:: About this task ::
A single figure is the whole answer: the number of lines in the records that contain "MechanicalFatigue".
━━━ Source material
//! The assembled outcome of one recalculation.
//!
//! A result is always a whole snapshot. Mechanisms that failed are listed in
//! `exclusions` with their error and design-value problems in
//! `design_warnings`. A result with exclusions, or without a PoF or a
//! consequence, is partial.

use crate::consequence::ConsequenceResult;
use crate::core::{AssetId, ConsequencePolicy, MechanismKind};
use crate::damage::DamageFactor;
use crate::errors::CalcError;
use crate::material::DesignBasis;
use crate::risk::{ProbabilityOfFailure, RiskCategory, RiskLevel, RiskRating};
use chrono::{DateTime, Utc};
use serde::Serialize;

/// One slot per mechanism. Empty when the mechanism is inapplicable or
/// failed.
#[derive(Debug, Clone, Default, PartialEq, Serialize)]
pub struct MechanismSlots {
    pub thinning: Option<DamageFactor>,
    pub external_corrosion: Option<DamageFactor>,
    pub external_cl_scc: Option<DamageFactor>,
    pub internal_scc_sohic: Option<DamageFactor>,
    pub mechanical_fatigue: Option<DamageFactor>,
    pub cui: Option<DamageFactor>,
}

impl MechanismSlots {
    pub fn get(&self, mechanism: MechanismKind) -> Option<&DamageFactor> {
        self.slot(mechanism).as_ref()
    }

    fn slot(&self, mechanism: MechanismKind) -> &Option<DamageFactor> {
        match mechanism {
            MechanismKind::Thinning => &self.thinning,
            MechanismKind::ExternalCorrosion => &self.external_corrosion,
            MechanismKind::ExternalClScc => &self.external_cl_scc,
            MechanismKind::InternalSccSohic => &self.internal_scc_sohic,
            MechanismKind::MechanicalFatigue => &self.mechanical_fatigue,
            MechanismKind::Cui => &self.cui,
        }
    }

    /// Store a factor in the slot named by its mechanism.
    pub fn insert(&mut self, factor: DamageFactor) {
        let slot = match factor.mechanism {
            MechanismKind::Thinning => &mut self.thinning,
            MechanismKind::ExternalCorrosion => &mut self.external_corrosion,
            MechanismKind::ExternalClScc => &mut self.external_cl_scc,
            MechanismKind::InternalSccSohic => &mut self.internal_scc_sohic,
            MechanismKind::MechanicalFatigue => &mut self.mechanical_fatigue,
            MechanismKind::Cui => &mut self.cui,
        };
        *slot = Some(factor);
    }

    /// Filled slots in mechanism order.
    pub fn iter(&self) -> impl Iterator<Item = &DamageFactor> + '_ {
        MechanismKind::ALL
            .into_iter()
            .filter_map(move |mechanism| self.get(mechanism))
    }

    pub fn to_vec(&self) -> Vec<DamageFactor> {
        self.iter().cloned().collect()
    }

    pub fn len(&self) -> usize {
        self.iter().count()
    }

    pub fn is_empty(&self) -> bool {
        self.len() == 0
    }

    fn same_values(&self, other: &MechanismSlots) -> bool {
        MechanismKind::ALL.into_iter().all(|mechanism| {
            match (self.get(mechanism), other.get(mechanism)) {
                (Some(a), Some(b)) => a.same_value(b),
                (None, None) => true,
                _ => false,
            }
        })
    }
}

/// An applicable mechanism that could not be computed.
#[derive(Debug, Clone, PartialEq, Serialize)]
pub struct MechanismExclusion {
    pub mechanism: MechanismKind,
    pub error: CalcError,
}

#[derive(Debug, Clone, PartialEq, Serialize)]
pub struct RiskAssessmentResult {
    pub asset_id: AssetId,
    pub computed_at: DateTime<Utc>,
    pub design_basis: DesignBasis,
    /// Lookup misses and geometry failures met while resolving the basis
    pub design_warnings: Vec<CalcError>,
    pub damage_factors: MechanismSlots,
    pub exclusions: Vec<MechanismExclusion>,
    /// Absent when mechanisms applied but none could be computed
    pub pof: Option<ProbabilityOfFailure>,
    pub consequence_policy: ConsequencePolicy,
    pub consequence: Option<ConsequenceResult>,
    pub consequence_error: Option<CalcError>,
    /// Present only when both PoF and consequence are
    pub risk: Option<RiskRating>,
}

impl RiskAssessmentResult {
    /// Whether any part of the assessment was left out.
    pub fn is_partial(&self) -> bool {
        !self.exclusions.is_empty() || self.pof.is_none() || self.consequence.is_none()
    }

    pub fn risk_category(&self) -> Option<RiskCategory> {
        self.risk.as_ref().map(|r| r.risk_category)
    }

    pub fn risk_level(&self) -> Option<RiskLevel> {
        self.risk.as_ref().map(|r| r.risk_level)
    }

    pub fn risk_ranking(&self) -> Option<u8> {
        self.risk.as_ref().map(|r| r.risk_ranking)
    }

    pub fn is_excluded(&self, mechanism: MechanismKind) -> bool {
        self.exclusions.iter().any(|e| e.mechanism == mechanism)
    }

    /// Equality ignoring every `computed_at` timestamp.
    pub fn same_assessment(&self, other: &RiskAssessmentResult) -> bool {
        self.asset_id == other.asset_id
            && self.design_basis == other.design_basis
            && self.design_warnings == other.design_warnings
            && self.damage_factors.same_values(&other.damage_factors)
            && self.exclusions == other.exclusions
            && self.pof == other.pof
            && self.consequence_policy == other.consequence_policy
            && self.consequence == other.consequence
            && self.consequence_error == other.consequence_error
            && self.risk == other.risk
    }
}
━━━━━━
:: Response area ::
2